Faut-il reculer l'âge de la retraite ?

par François Desriaux / octobre 2009

Le gouvernement veut encore reculer l'âge de la retraite, alors que la négociation sur la pénibilité du travail - corollaire de l'allongement de la vie active voté en 2003 - n'a pas abouti. Deux économistes, Annie Jolivet et Jean-Paul Betbéze, en débattent.

Le président de la République et le gouvernement présentent comme inéluctable un nouveau recul de l'âge de la retraite, à négocier entre les partenaires sociaux en 2010. Qu'en pensez-vous ?
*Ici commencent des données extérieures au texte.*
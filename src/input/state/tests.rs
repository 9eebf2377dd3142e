use super::*;
use crate::draw::Point;
use crate::input::{Algorithm, InputEvent, Key, Layout, MouseButton};

fn create_test_input_state() -> InputState {
    InputState::new(Layout {
        cell_size: 5,
        grid_width: 120,
        grid_height: 120,
        sidebar_width: 200,
    })
}

/// Left-clicks the middle of a grid cell.
fn click_cell(state: &mut InputState, x: i32, y: i32) {
    state.handle_event(InputEvent::MousePress {
        button: MouseButton::Left,
        x: x * 5 + 2,
        y: y * 5 + 2,
    });
}

fn click_radius_box(state: &mut InputState) {
    state.on_mouse_press(MouseButton::Left, 615, 60);
}

/// Left-clicks sidebar tool row `index` (0 = Step by Step, 4 = Clear).
fn click_tool_row(state: &mut InputState, index: i32) {
    state.on_mouse_press(MouseButton::Left, 650, 120 + index * 30 + 15);
}

fn type_keys(state: &mut InputState, text: &str) {
    for c in text.chars() {
        state.handle_event(InputEvent::KeyPress(Key::Char(c)));
    }
}

fn press(state: &mut InputState, key: Key) {
    state.handle_event(InputEvent::KeyPress(key));
}

#[test]
fn test_initial_state() {
    let state = create_test_input_state();
    assert_eq!(state.algorithm, Algorithm::Bresenham);
    assert_eq!(state.state, DrawingState::Idle);
    assert_eq!(state.gesture, PendingGesture::default());
    assert!(!state.radius_input.is_editing());
    assert!(state.history.is_empty());
    assert!(!state.should_exit);
}

#[test]
fn test_bresenham_two_click_gesture() {
    let mut state = create_test_input_state();

    click_cell(&mut state, 0, 0);
    assert_eq!(state.state, DrawingState::AwaitingSecondPoint);
    assert!(state.history.is_empty());

    click_cell(&mut state, 5, 2);
    assert_eq!(state.state, DrawingState::Idle);
    let expected: Vec<Point> = [(0, 0), (1, 0), (2, 1), (3, 1), (4, 2), (5, 2)]
        .into_iter()
        .map(Point::from)
        .collect();
    assert_eq!(state.history.points(), expected.as_slice());
    assert!(state.history.last_execution().is_some());
}

#[test]
fn test_each_line_algorithm_is_dispatched() {
    for (row, algorithm) in Algorithm::LINES.into_iter().enumerate() {
        let mut state = create_test_input_state();
        click_tool_row(&mut state, row as i32);
        assert_eq!(state.algorithm, algorithm);

        click_cell(&mut state, 0, 0);
        click_cell(&mut state, 2, 1);

        let expected = match algorithm {
            Algorithm::StepByStep => crate::draw::raster::step_by_step(
                Point::new(0, 0),
                Point::new(2, 1),
            ),
            Algorithm::Dda => crate::draw::raster::dda(Point::new(0, 0), Point::new(2, 1)),
            _ => crate::draw::raster::bresenham_line(Point::new(0, 0), Point::new(2, 1)),
        };
        assert_eq!(state.history.points(), expected.as_slice(), "{algorithm}");
    }
}

#[test]
fn test_successive_gestures_accumulate() {
    let mut state = create_test_input_state();
    click_cell(&mut state, 0, 0);
    click_cell(&mut state, 3, 0);
    click_cell(&mut state, 10, 10);
    click_cell(&mut state, 10, 12);

    assert_eq!(state.history.len(), 4 + 3);
    assert_eq!(state.history.points()[4], Point::new(10, 10));
}

#[test]
fn test_circle_single_click_uses_committed_radius() {
    let mut state = create_test_input_state();
    click_tool_row(&mut state, 3);
    assert_eq!(state.algorithm, Algorithm::Circle);

    click_radius_box(&mut state);
    type_keys(&mut state, "5");
    press(&mut state, Key::Return);
    assert_eq!(state.gesture.radius, 5);

    click_cell(&mut state, 20, 20);
    assert_eq!(state.state, DrawingState::Idle);
    assert_eq!(state.gesture.start, Point::new(20, 20));
    assert_eq!(
        state.history.points(),
        crate::draw::raster::bresenham_circle(Point::new(20, 20), 5).as_slice()
    );
}

#[test]
fn test_circle_with_default_radius_still_runs() {
    let mut state = create_test_input_state();
    click_tool_row(&mut state, 3);
    click_cell(&mut state, 7, 7);

    assert_eq!(state.history.len(), 8);
    assert!(state.history.points().iter().all(|p| *p == Point::new(7, 7)));
}

#[test]
fn test_radius_commit_and_rejection() {
    let mut state = create_test_input_state();
    click_radius_box(&mut state);
    assert!(state.radius_input.is_editing());

    type_keys(&mut state, "7");
    press(&mut state, Key::Return);
    assert_eq!(state.gesture.radius, 7);
    assert_eq!(state.radius_input.text(), "");

    type_keys(&mut state, "a7");
    press(&mut state, Key::Return);
    assert_eq!(state.gesture.radius, 7, "rejected entry keeps previous radius");
    assert_eq!(state.radius_input.text(), "");
}

#[test]
fn test_empty_commit_keeps_radius() {
    let mut state = create_test_input_state();
    click_radius_box(&mut state);
    type_keys(&mut state, "12");
    press(&mut state, Key::Return);
    press(&mut state, Key::Return);
    assert_eq!(state.gesture.radius, 12);
}

#[test]
fn test_backspace_edits_buffer() {
    let mut state = create_test_input_state();
    click_radius_box(&mut state);
    press(&mut state, Key::Backspace);
    type_keys(&mut state, "345");
    press(&mut state, Key::Backspace);
    assert_eq!(state.radius_input.text(), "34");
    press(&mut state, Key::Return);
    assert_eq!(state.gesture.radius, 34);
}

#[test]
fn test_keys_ignored_when_not_editing() {
    let mut state = create_test_input_state();
    type_keys(&mut state, "42");
    press(&mut state, Key::Return);
    assert_eq!(state.radius_input.text(), "");
    assert_eq!(state.gesture.radius, 0);
}

#[test]
fn test_radius_box_click_toggles_editing() {
    let mut state = create_test_input_state();
    click_radius_box(&mut state);
    assert!(state.radius_input.is_editing());
    click_radius_box(&mut state);
    assert!(!state.radius_input.is_editing());
}

#[test]
fn test_other_sidebar_clicks_stop_editing() {
    let mut state = create_test_input_state();
    click_radius_box(&mut state);
    type_keys(&mut state, "9");

    // Empty sidebar area above the radius box
    state.on_mouse_press(MouseButton::Left, 700, 20);
    assert!(!state.radius_input.is_editing());

    // Typing now goes nowhere
    type_keys(&mut state, "1");
    assert_eq!(state.radius_input.text(), "9");

    click_radius_box(&mut state);
    click_tool_row(&mut state, 1);
    assert!(!state.radius_input.is_editing());
    assert_eq!(state.algorithm, Algorithm::Dda);
}

#[test]
fn test_canvas_clicks_do_not_change_editing() {
    let mut state = create_test_input_state();
    click_radius_box(&mut state);
    click_cell(&mut state, 1, 1);
    assert!(state.radius_input.is_editing());
    assert_eq!(state.state, DrawingState::AwaitingSecondPoint);
}

#[test]
fn test_sidebar_clicks_never_reach_gesture() {
    let mut state = create_test_input_state();
    click_cell(&mut state, 4, 4);

    click_radius_box(&mut state);
    state.on_mouse_press(MouseButton::Left, 700, 400);
    assert_eq!(state.state, DrawingState::AwaitingSecondPoint);
    assert_eq!(state.gesture.start, Point::new(4, 4));
    assert!(state.history.is_empty());
}

#[test]
fn test_clicks_outside_window_keep_pending_gesture() {
    let mut state = create_test_input_state();
    click_cell(&mut state, 4, 4);
    state.on_mouse_press(MouseButton::Left, -10, 50);
    state.on_mouse_press(MouseButton::Left, 50, 9000);
    assert_eq!(state.state, DrawingState::AwaitingSecondPoint);

    click_cell(&mut state, 6, 4);
    assert_eq!(state.history.len(), 3);
}

#[test]
fn test_non_primary_buttons_are_ignored() {
    let mut state = create_test_input_state();
    state.on_mouse_press(MouseButton::Right, 10, 10);
    state.on_mouse_press(MouseButton::Middle, 10, 10);
    assert_eq!(state.state, DrawingState::Idle);
    assert_eq!(state.gesture.start, Point::ORIGIN);
}

#[test]
fn test_switching_algorithm_keeps_pending_start() {
    let mut state = create_test_input_state();
    click_cell(&mut state, 2, 2);

    click_tool_row(&mut state, 1);
    assert_eq!(state.algorithm, Algorithm::Dda);
    assert_eq!(state.state, DrawingState::AwaitingSecondPoint);

    click_cell(&mut state, 4, 2);
    assert_eq!(
        state.history.points(),
        crate::draw::raster::dda(Point::new(2, 2), Point::new(4, 2)).as_slice()
    );
}

#[test]
fn test_clear_empties_history_and_resets_points() {
    let mut state = create_test_input_state();
    click_cell(&mut state, 3, 3);
    click_cell(&mut state, 9, 5);
    assert!(!state.history.is_empty());
    let timing = state.history.last_execution();

    click_tool_row(&mut state, 4);
    assert!(state.history.is_empty());
    assert_eq!(state.gesture.start, Point::ORIGIN);
    assert_eq!(state.gesture.end, Point::ORIGIN);
    assert_eq!(state.history.last_execution(), timing);
    // Clear is an action, not a selection
    assert_eq!(state.algorithm, Algorithm::Bresenham);

    click_cell(&mut state, 0, 0);
    click_cell(&mut state, 2, 0);
    assert_eq!(state.history.len(), 3);
}

#[test]
fn test_clear_mid_gesture_completes_from_origin() {
    let mut state = create_test_input_state();
    click_cell(&mut state, 8, 8);
    click_tool_row(&mut state, 4);
    assert_eq!(state.state, DrawingState::AwaitingSecondPoint);

    click_cell(&mut state, 3, 0);
    assert_eq!(state.history.points().first(), Some(&Point::ORIGIN));
    assert_eq!(state.history.points().last(), Some(&Point::new(3, 0)));
}

#[test]
fn test_close_event_requests_exit() {
    let mut state = create_test_input_state();
    state.handle_event(InputEvent::Close);
    assert!(state.should_exit);
}

#[test]
fn test_huge_radius_is_rejected_before_circle_click() {
    let mut state = create_test_input_state();
    click_tool_row(&mut state, 3);
    click_radius_box(&mut state);
    type_keys(&mut state, "4");
    press(&mut state, Key::Return);
    type_keys(&mut state, "2147483600");
    press(&mut state, Key::Return);
    assert_eq!(state.gesture.radius, 4);

    click_cell(&mut state, 100, 60);
    assert_eq!(
        state.history.points(),
        crate::draw::raster::bresenham_circle(Point::new(100, 60), 4).as_slice()
    );
}

#[test]
fn test_circle_click_moves_pending_line_start() {
    let mut state = create_test_input_state();
    click_cell(&mut state, 2, 2);
    assert_eq!(state.state, DrawingState::AwaitingSecondPoint);

    // Circle shares the start point with the pending line
    click_tool_row(&mut state, 3);
    click_cell(&mut state, 20, 20);
    assert_eq!(state.state, DrawingState::AwaitingSecondPoint);
    assert_eq!(state.gesture.start, Point::new(20, 20));
    assert_eq!(state.history.len(), 8);

    click_tool_row(&mut state, 2);
    click_cell(&mut state, 23, 20);
    assert_eq!(state.state, DrawingState::Idle);
    assert_eq!(
        &state.history.points()[8..],
        &[
            Point::new(20, 20),
            Point::new(21, 20),
            Point::new(22, 20),
            Point::new(23, 20)
        ]
    );
}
Jean-Paul Betbéze : Je crois d'abord qu'il faut faire attention à ne pas politiser un débat, au risque de le bloquer. Il s'agit pour les partenaires sociaux de discuter de l'évolution d'un système complexe de financement des retraites. Ils pourront jouer sur plusieurs degrés de liberté et ce système reste modulable dans le temps en fonction de la situation économique et sociale et des conditions de débat entre les partenaires eux-mêmes.

Ensuite, le système de retraite français comprend deux piliers : un pilier essentiel qui est la répartition et un autre de capitalisation, évidemment plus petit, mais en développement, dans le secteur privé comme dans la fonction publique.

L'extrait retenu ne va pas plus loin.